The president, however, had been made to feel slighted. “I sent a letter … in a very respectful way, and they didn’t even have the manners to respond,” he said, and preceded to read the 1,000-word letter.
But the dispute was not purely historical, he conceded. “They abused us in the neoliberal period and committed acts of corruption on the part of Spanish companies, they saw us as a place of conquest and dedicated themselves to stealing.”
Thursday
Guerrero, one of Mexico’s most historically violent states, was back on the agenda Thursday. It was to be the president’s weekend destination.
“What is the strategy for Guerrero, where 19 paramilitary groups are serving 18 criminal organizations,” posed a journalist.
“The violence in Guerrero originates in a large measure from abandonment of the communities there … the best way to confront the violence is to create opportunities, work, well being,” the president replied, pointing to the government’s success in providing fertilizers to farmers, which has helped lower malnutrition, and the Sowing Life project which had created alternatives to growing illicit crops.
“I maintain my philosophy, that human beings are not bad by nature, it is the circumstances that take some down an antisocial road,” AMLO added, exhibiting his Rousseauian world view.
Before finishing, he set himself a weighty challenge with regard to security. “If we don’t manage to pacify Mexico … we are not going to be able to call our government a success,” he said.
Friday
Security spilled over into the final mañanera.

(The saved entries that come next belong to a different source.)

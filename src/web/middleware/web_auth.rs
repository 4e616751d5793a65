//! Cookie-based session middleware for the web dashboard.

use axum::{
    extract::{Request, State},
    middleware::Next,
    response::Response,
};

use crate::state::AppState;
use crate::web::error::login_redirect;
use crate::web::session::session_value;

/// Resolves the backend token from the signed session cookie.
///
/// # Cookie Format
///
/// ```text
/// Cookie: fleet_session=<base64url(token)>.<hex(hmac-sha256)>
/// ```
///
/// # Flow
///
/// 1. Read `fleet_session` from the `Cookie` header(s)
/// 2. Verify the signature via [`crate::application::services::AuthService::open`]
/// 3. On success, store the [`crate::domain::entities::AccessToken`] as a
///    request extension and continue
/// 4. Otherwise clear the cookie and redirect to `/dashboard/login`
///
/// The token itself is only checked by the backend. When it has expired,
/// the handler's backend call fails with 401 and
/// [`crate::web::error::WebError`] performs the same redirect.
///
/// # Example
///
/// ```rust,ignore
/// let protected = Router::new()
///     .route("/", get(dashboard_handler))
///     .route_layer(middleware::from_fn_with_state(state.clone(), web_auth::layer));
/// ```
pub async fn layer(State(st): State<AppState>, mut req: Request, next: Next) -> Response {
    let token = session_value(req.headers()).and_then(|sealed| st.auth_service.open(&sealed));

    match token {
        Some(token) => {
            req.extensions_mut().insert(token);
            next.run(req).await
        }
        None => {
            tracing::debug!(path = %req.uri().path(), "No valid session, redirecting to login");
            login_redirect()
        }
    }
}
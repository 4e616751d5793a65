//! Repository trait for drivers and the companies they belong to.

use crate::domain::entities::{AccessToken, Company, Driver, DriverFilter, DriverPatch, NewDriver};
use crate::domain::pagination::Page;
use crate::error::AppError;
use async_trait::async_trait;

/// Repository interface for driver records.
///
/// # Implementations
///
/// - [`crate::infrastructure::backend::HttpDriverRepository`] - REST backend
/// - Test mocks available with `cfg(test)`
#[cfg_attr(test, mockall::automock)]
#[async_trait]
pub trait DriverRepository: Send + Sync {
    /// Lists drivers matching the filter, one page at a time.
    ///
    /// # Errors
    ///
    /// Returns [`AppError::Unauthorized`] if the token is rejected.
    /// Returns [`AppError::Upstream`] if the backend fails.
    async fn list(&self, token: &AccessToken, filter: DriverFilter) -> Result<Page<Driver>, AppError>;

    /// Finds a driver by ID, `None` if the backend reports 404.
    async fn find(&self, token: &AccessToken, id: i64) -> Result<Option<Driver>, AppError>;

    /// Registers a new driver.
    ///
    /// # Errors
    ///
    /// Returns [`AppError::Conflict`] if the backend reports a duplicate
    /// (for example the same national ID).
    async fn create(&self, token: &AccessToken, driver: NewDriver) -> Result<Driver, AppError>;

    /// Applies a partial update.
    ///
    /// # Errors
    ///
    /// Returns [`AppError::NotFound`] if the driver does not exist.
    async fn update(&self, token: &AccessToken, id: i64, patch: DriverPatch) -> Result<Driver, AppError>;

    /// Deletes a driver. Returns `false` if it did not exist.
    async fn delete(&self, token: &AccessToken, id: i64) -> Result<bool, AppError>;

    /// Lists companies drivers can be assigned to.
    async fn companies(&self, token: &AccessToken) -> Result<Vec<Company>, AppError>;
}
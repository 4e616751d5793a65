//! Pagination and filtering query parameters.

use chrono::NaiveDate;
use serde::Deserialize;
use serde_with::{NoneAsEmptyString, serde_as};

use crate::domain::pagination::PageRequest;

/// Pagination query parameters.
///
/// Query strings arrive as text, and HTML forms submit blank fields as empty
/// strings; `NoneAsEmptyString` parses the former and maps the latter to `None`.
#[serde_as]
#[derive(Debug, Default, Deserialize)]
pub struct PaginationParams {
    #[serde_as(as = "NoneAsEmptyString")]
    #[serde(default)]
    pub page: Option<u32>,

    #[serde_as(as = "NoneAsEmptyString")]
    #[serde(default)]
    pub page_size: Option<u32>,
}

impl PaginationParams {
    /// Converts to a page request, filling in defaults.
    ///
    /// Page `0` is treated as page 1; the page size is clamped later by the
    /// services.
    pub fn to_request(&self, default_page_size: u32) -> PageRequest {
        PageRequest::new(
            self.page.unwrap_or(1),
            self.page_size.unwrap_or(default_page_size),
        )
    }
}

/// Optional `from`/`to` day bounds in `YYYY-MM-DD` form.
#[serde_as]
#[derive(Debug, Default, Deserialize)]
pub struct DateFilterParams {
    #[serde_as(as = "NoneAsEmptyString")]
    #[serde(default)]
    pub from: Option<NaiveDate>,

    #[serde_as(as = "NoneAsEmptyString")]
    #[serde(default)]
    pub to: Option<NaiveDate>,
}
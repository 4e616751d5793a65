//! Redis-backed cache implementation.

use super::service::{CacheError, CacheResult, CacheService};
use async_trait::async_trait;
use redis::{AsyncCommands, Client, aio::ConnectionManager};
use tracing::{debug, error, info, warn};

/// Redis cache for short-lived backend responses.
///
/// Uses connection pooling via `ConnectionManager` for efficient connection reuse.
/// All operations are fail-open: errors are logged but don't propagate to callers.
pub struct RedisCache {
    client: ConnectionManager,
    default_ttl: u64,
    key_prefix: String,
}

impl RedisCache {
    /// Connects to Redis, validates the connection with a PING, and configures the default TTL.
    ///
    /// # Arguments
    ///
    /// - `redis_url` - Redis connection string (e.g., `"redis://localhost:6379"`)
    /// - `default_ttl_seconds` - TTL applied when [`CacheService::set`] is called
    ///   without one; controlled via `CACHE_TTL_SECONDS`
    ///
    /// # Errors
    ///
    /// Returns [`CacheError::ConnectionError`] if the URL is invalid, the connection cannot
    /// be established, or the PING health check fails.
    pub async fn connect(redis_url: &str, default_ttl_seconds: u64) -> CacheResult<Self> {
        info!("Connecting to Redis");

        let client = Client::open(redis_url).map_err(|e| {
            CacheError::ConnectionError(format!("Failed to create Redis client: {}", e))
        })?;

        let manager = ConnectionManager::new(client).await.map_err(|e| {
            CacheError::ConnectionError(format!("Failed to connect to Redis: {}", e))
        })?;

        let mut test_conn = manager.clone();
        test_conn
            .ping::<()>()
            .await
            .map_err(|e| CacheError::ConnectionError(format!("Redis PING failed: {}", e)))?;

        info!("Connected to Redis");

        Ok(Self {
            client: manager,
            default_ttl: default_ttl_seconds,
            key_prefix: "fleet:".to_string(),
        })
    }

    /// Constructs the full Redis key with namespace prefix.
    fn build_key(&self, key: &str) -> String {
        format!("{}{}", self.key_prefix, key)
    }

    /// Collects keys matching `pattern` with incremental `SCAN`.
    async fn matching_keys(&self, pattern: &str) -> redis::RedisResult<Vec<String>> {
        let mut conn = self.client.clone();
        let mut iter = conn.scan_match::<_, String>(pattern).await?;
        let mut keys = Vec::new();
        while let Some(key) = iter.next_item().await {
            keys.push(key?);
        }
        Ok(keys)
    }
}

/// Keys removed per `DEL` call during invalidation.
const DELETE_BATCH: usize = 500;

/// `SCAN MATCH` pattern for every key starting with `prefix`.
///
/// Glob metacharacters in the prefix are escaped so they match literally.
fn scan_pattern(prefix: &str) -> String {
    let mut pattern = String::with_capacity(prefix.len() + 1);
    for c in prefix.chars() {
        if matches!(c, '*' | '?' | '[' | ']' | '\\') {
            pattern.push('\\');
        }
        pattern.push(c);
    }
    pattern.push('*');
    pattern
}

#[async_trait]
impl CacheService for RedisCache {
    async fn get(&self, key: &str) -> CacheResult<Option<String>> {
        let full_key = self.build_key(key);
        let mut conn = self.client.clone();

        match conn.get::<_, Option<String>>(&full_key).await {
            Ok(Some(value)) => {
                debug!(key, "Cache HIT");
                Ok(Some(value))
            }
            Ok(None) => {
                debug!(key, "Cache MISS");
                Ok(None)
            }
            Err(e) => {
                error!(key, error = %e, "Redis GET error");
                Ok(None)
            }
        }
    }

    async fn set(&self, key: &str, value: &str, ttl_seconds: Option<u64>) -> CacheResult<()> {
        let full_key = self.build_key(key);
        let mut conn = self.client.clone();
        let ttl = ttl_seconds.unwrap_or(self.default_ttl);

        match conn.set_ex::<_, _, ()>(&full_key, value, ttl).await {
            Ok(_) => {
                debug!(key, ttl, "Cache SET");
                Ok(())
            }
            Err(e) => {
                warn!(key, error = %e, "Redis SET error");
                Ok(())
            }
        }
    }

    async fn invalidate_prefix(&self, prefix: &str) -> CacheResult<()> {
        let pattern = scan_pattern(&self.build_key(prefix));
        let mut conn = self.client.clone();

        let keys = match self.matching_keys(&pattern).await {
            Ok(keys) => keys,
            Err(e) => {
                warn!(prefix, error = %e, "Redis SCAN error");
                return Ok(());
            }
        };

        let mut deleted = 0;
        for batch in keys.chunks(DELETE_BATCH) {
            match conn.del::<_, i64>(batch).await {
                Ok(n) => deleted += n,
                Err(e) => {
                    warn!(prefix, error = %e, "Redis DEL error");
                    return Ok(());
                }
            }
        }
        debug!(prefix, deleted, "Cache INVALIDATE");
        Ok(())
    }

    async fn health_check(&self) -> bool {
        let mut conn = self.client.clone();
        conn.ping::<()>().await.is_ok()
    }

    fn name(&self) -> &'static str {
        "redis"
    }
}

This time it was Guanajuato, the most violent state in the country.
An investigative journalist gave his perspective: “We have found constant … complicity … between officials who have been in for a long time, between politicians and an attorney general who has been in office for 12 years … we have been spied on … we are at risk, president,” he said.

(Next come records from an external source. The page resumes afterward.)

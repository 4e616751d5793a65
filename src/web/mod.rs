//! Web dashboard layer for browser-based UI.
//!
//! Server-rendered pages for drivers, their documents, payroll and trip
//! records and data file imports. Uses Askama templates; every page reads
//! through the application services with the token from the session cookie.
//!
//! # Modules
//!
//! - [`error`] - Error pages and the login redirect
//! - [`forms`] - Form payloads and their parsing
//! - [`handlers`] - Template rendering handlers
//! - [`middleware`] - Session cookie check
//! - [`pager`] - Page controls preserving query filters
//! - [`routes`] - Dashboard route configuration
//! - [`session`] - Cookie helpers

pub mod error;
pub mod forms;
pub mod handlers;
pub mod middleware;
pub mod pager;
pub mod routes;
pub mod session;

AMLO agreed it was time for change. “Guanajuato is one of the states with the most violence and for quite some time … If he [the attorney general] were the manager of a company, with those results he would have been fired,” he affirmed.

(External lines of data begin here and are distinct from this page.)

/// Terminal client for the fleet backend.
#[derive(Parser)]
#[command(name = "fleetctl")]
#[command(author, version, about, long_about = None)]
struct Cli {
    /// Backend base URL
    #[arg(long, env = "BACKEND_URL")]
    backend_url: String,

    /// Bearer token (see `fleetctl login`)
    #[arg(long, env = "FLEET_TOKEN", hide_env_values = true, global = true)]
    token: Option<String>,

    /// Request timeout in seconds
    #[arg(long, env = "BACKEND_TIMEOUT_SECONDS", default_value_t = 15)]
    timeout: u64,

    /// Retries for idempotent requests
    #[arg(long, env = "BACKEND_RETRIES", default_value_t = 2)]
    retries: usize,

    #[command(subcommand)]
    command: Commands,
}

/// Top-level command groups.
#[derive(Subcommand)]
enum Commands {
    /// Log in and print a bearer token
    Login {
        /// Account email (prompted if omitted)
        #[arg(short, long)]
        email: Option<String>,
    },

    /// Browse drivers
    Drivers {
        #[command(subcommand)]
        action: DriverAction,
    },

    /// Browse payroll and trip records
    Records {
        #[command(subcommand)]
        action: RecordAction,
    },

    /// Upload data files
    Import {
        #[command(subcommand)]
        action: ImportAction,
    },

    /// Import history
    Imports {
        #[command(subcommand)]
        action: ImportsAction,
    },

    /// Check that the backend is reachable
    Check,
}

#[derive(Subcommand)]
enum DriverAction {
    /// List drivers
    List {
        #[arg(short, long, default_value_t = 1)]
        page: u32,

        #[arg(long, default_value_t = 20)]
        page_size: u32,

        /// Match name, phone or national ID
        #[arg(short, long)]
        search: Option<String>,
    },

    /// Show a driver with documents and compliance
    Show { id: i64 },
}

/// Filters shared by the record commands.
#[derive(clap::Args)]
struct RecordArgs {
    #[arg(short, long, default_value_t = 1)]
    page: u32,

    #[arg(long, default_value_t = 20)]
    page_size: u32,

    /// Only this driver's rows
    #[arg(short, long)]
    driver: Option<i64>,

    /// First day (YYYY-MM-DD)
    #[arg(long)]
    from: Option<NaiveDate>,

    /// Last day (YYYY-MM-DD)
    #[arg(long)]
    to: Option<NaiveDate>,
}

#[derive(Subcommand)]
enum RecordAction {
    /// Payroll rows
    Payments(RecordArgs),
    /// Trip rows
    Trips(RecordArgs),
}

#[derive(Subcommand)]
enum ImportAction {
    /// Upload a CSV or Excel file
    Upload {
        file: PathBuf,

        /// payroll or trips
        #[arg(short, long)]
        kind: ImportKind,
    },
}

#[derive(Subcommand)]
enum ImportsAction {
    /// List uploaded files and their processing state
    List {
        #[arg(short, long, default_value_t = 1)]
        page: u32,
    },
}

/// Services wired against the backend without caching.
struct Client {
    health: Arc<dyn BackendHealth>,
    auth: AuthService<dyn AuthRepository>,
    drivers: DriverService<dyn DriverRepository>,
    documents: DocumentService<dyn DocumentRepository>,
    records: RecordService<dyn RecordRepository>,
    imports: ImportService<dyn ImportRepository>,
}

impl Client {
    fn new(cli: &Cli) -> Result<Self> {
        let backend = BackendClient::new(
            &cli.backend_url,
            Duration::from_secs(cli.timeout),
            cli.retries,
        )
        .context("Invalid BACKEND_URL")?;
        let repos = Repositories::http(Arc::new(backend));
        let cache: Arc<dyn CacheService> = Arc::new(NullCache::new());

        Ok(Self {
            health: repos.health,
            // The CLI never seals cookies; the key is irrelevant.
            auth: AuthService::new(repos.auth, SessionSigner::new(b"fleetctl")),
            drivers: DriverService::new(repos.drivers, cache.clone()),
            documents: DocumentService::new(repos.documents, cache.clone(), DEFAULT_WARNING_DAYS),
            records: RecordService::new(repos.records, cache.clone()),
            imports: ImportService::new(repos.imports, cache, DEFAULT_MAX_UPLOAD_BYTES),
        })
    }
}

#[tokio::main]
async fn main() -> Result<()> {
    dotenvy::dotenv().ok();

    let cli = Cli::parse();
    let client = Client::new(&cli)?;
    let token = cli.token.clone().map(AccessToken::new);

    match cli.command {
        Commands::Login { email } => login(&client, email).await?,
        Commands::Drivers { action } => handle_drivers(&client, require(token)?, action).await?,
        Commands::Records { action } => handle_records(&client, require(token)?, action).await?,
        Commands::Import {
            action: ImportAction::Upload { file, kind },
        } => upload(&client, require(token)?, file, kind).await?,
        Commands::Imports {
            action: ImportsAction::List { page },
        } => list_imports(&client, require(token)?, page).await?,
        Commands::Check => check(&client).await?,
    }

    Ok(())
}

fn require(token: Option<AccessToken>) -> Result<AccessToken> {
    token.context("No token: pass --token or set FLEET_TOKEN (get one with `fleetctl login`)")
}

/// Renders the page window as `1 … 4 [5] 6 … 20`.
fn pager_line<T>(page: &Page<T>) -> String {
    page.window()
        .iter()
        .map(|item| match item {
            PageItem::Page(n) if *n == page.page => {
                format!("[{n}]").bright_white().bold().to_string()
            }
            PageItem::Page(n) => n.to_string().bright_black().to_string(),
            PageItem::Ellipsis => "…".bright_black().to_string(),
        })
        .collect::<Vec<_>>()
        .join(" ")
}

fn print_footer<T>(page: &Page<T>) {
    println!();
    if page.total_pages() > 1 {
        println!("  Pages: {}", pager_line(page));
    }
    println!("  Total: {}", page.total.to_string().bright_white().bold());
    println!();
}

fn colored_status(status: ExpiryStatus) -> ColoredString {
    match status {
        ExpiryStatus::Valid => status.label().green(),
        ExpiryStatus::ExpiringSoon => status.label().yellow().bold(),
        ExpiryStatus::Expired => status.label().red().bold(),
        ExpiryStatus::NoExpiry => status.label().bright_black(),
    }
}

/// Prompts for credentials and prints the issued token.
async fn login(client: &Client, email: Option<String>) -> Result<()> {
    println!("{}", "🔑 Log in".bright_blue().bold());
    println!();

    let email = match email {
        Some(e) => e,
        None => Input::new().with_prompt("Email").interact_text()?,
    };
    let password = Password::new().with_prompt("Password").interact()?;

    let token = client
        .auth
        .login(Credentials { email, password })
        .await
        .map_err(|e| anyhow::anyhow!("Login failed: {}", e))?;

    println!();
    println!("{}", "✅ Logged in".green().bold());
    println!();
    println!("{}", "Use the token with:".bright_white());
    println!("  export FLEET_TOKEN={}", token.as_str().bright_yellow());
    println!();

    Ok(())
}

async fn handle_drivers(client: &Client, token: AccessToken, action: DriverAction) -> Result<()> {
    match action {
        DriverAction::List {
            page,
            page_size,
            search,
        } => {
            let filter = DriverFilter::new(PageRequest::new(page, page_size)).with_search(search);
            let page = client.drivers.list(&token, filter).await?;

            println!("{}", "🚗 Drivers".bright_blue().bold());
            println!();
            if page.items.is_empty() {
                println!("{}", "  No drivers found".yellow());
                return Ok(());
            }

            println!(
                "  {:<6} {:<28} {:<18} {:<24} {:<10}",
                "ID".bright_white().bold(),
                "Name".bright_white().bold(),
                "Phone".bright_white().bold(),
                "Company".bright_white().bold(),
                "Status".bright_white().bold()
            );
            println!("  {}", "─".repeat(90).bright_black());
            for driver in &page.items {
                println!(
                    "  {:<6} {:<28} {:<18} {:<24} {}",
                    driver.id.to_string().bright_black(),
                    driver.full_name.cyan(),
                    driver.phone,
                    driver.company_name.as_deref().unwrap_or("-"),
                    driver.status.label()
                );
            }
            print_footer(&page);
        }
        DriverAction::Show { id } => {
            let today = Local::now().date_naive();
            let driver = client.drivers.get(&token, id).await?;
            let (documents, compliance) = tokio::try_join!(
                client.documents.list(&token, id, today),
                client.documents.compliance(&token, id, today),
            )?;

            println!("{}", driver.full_name.bright_blue().bold());
            println!();
            println!("  Status:      {}", driver.status.label());
            println!("  Phone:       {}", driver.phone);
            println!("  Email:       {}", driver.email.as_deref().unwrap_or("-"));
            println!("  National ID: {}", driver.national_id.as_deref().unwrap_or("-"));
            println!("  Company:     {}", driver.company_name.as_deref().unwrap_or("-"));
            println!();

            println!("{}", "  Documents".bright_white().bold());
            if documents.is_empty() {
                println!("{}", "    none on file".yellow());
            }
            for view in &documents {
                let doc = &view.document;
                let expires = doc
                    .expires_on
                    .map(|d| d.to_string())
                    .unwrap_or_else(|| "-".to_string());
                println!(
                    "    {:<18} {:<20} {:<12} {}",
                    doc.kind.label(),
                    doc.number,
                    expires,
                    colored_status(view.status)
                );
            }
            println!();

            if compliance.is_compliant() {
                println!("{}", "  ✅ Compliant".green().bold());
            } else {
                println!("{}", "  ⚠️  Not compliant".red().bold());
            }
            for kind in &compliance.missing {
                println!("    {} missing", kind.label().red());
            }
            for kind in &compliance.expired {
                println!("    {} expired", kind.label().red());
            }
            for kind in &compliance.expiring_soon {
                println!("    {} expiring soon", kind.label().yellow());
            }
            println!();
        }
    }
    Ok(())
}

fn record_filter(args: &RecordArgs) -> Result<RecordFilter> {
    let range = resolve_range(args.from, args.to, Local::now().date_naive())?;
    Ok(RecordFilter::new(PageRequest::new(args.page, args.page_size))
        .with_driver(args.driver)
        .with_range(range))
}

Before the president could head for Guerrero, there was a disgruntled journalist to negotiate with. The man in question had written up an investigation into the Sowing Life project, which had been denounced by the fake news patrol two days earlier.
“Last Wednesday … with absolute lack of rigor and evident disregard for the truth, a text of my authorship was alluded to and entitled ‘False data from Sowing Life’ … it was branded as misleading. The ‘who’s who of lies,’ president, … is destined to be useless and tendentious if there is no trained person behind it,” the reporter seethed.
The Tabascan opted for hugs, not bullets. “Criticism is fundamental, it is basic, it helps us purify public life.” And then, a humble admission: “What is said here [in the mañaneras] is not the absolute, irrefutable truth,” he said, shortly before striding away to attend to the nation.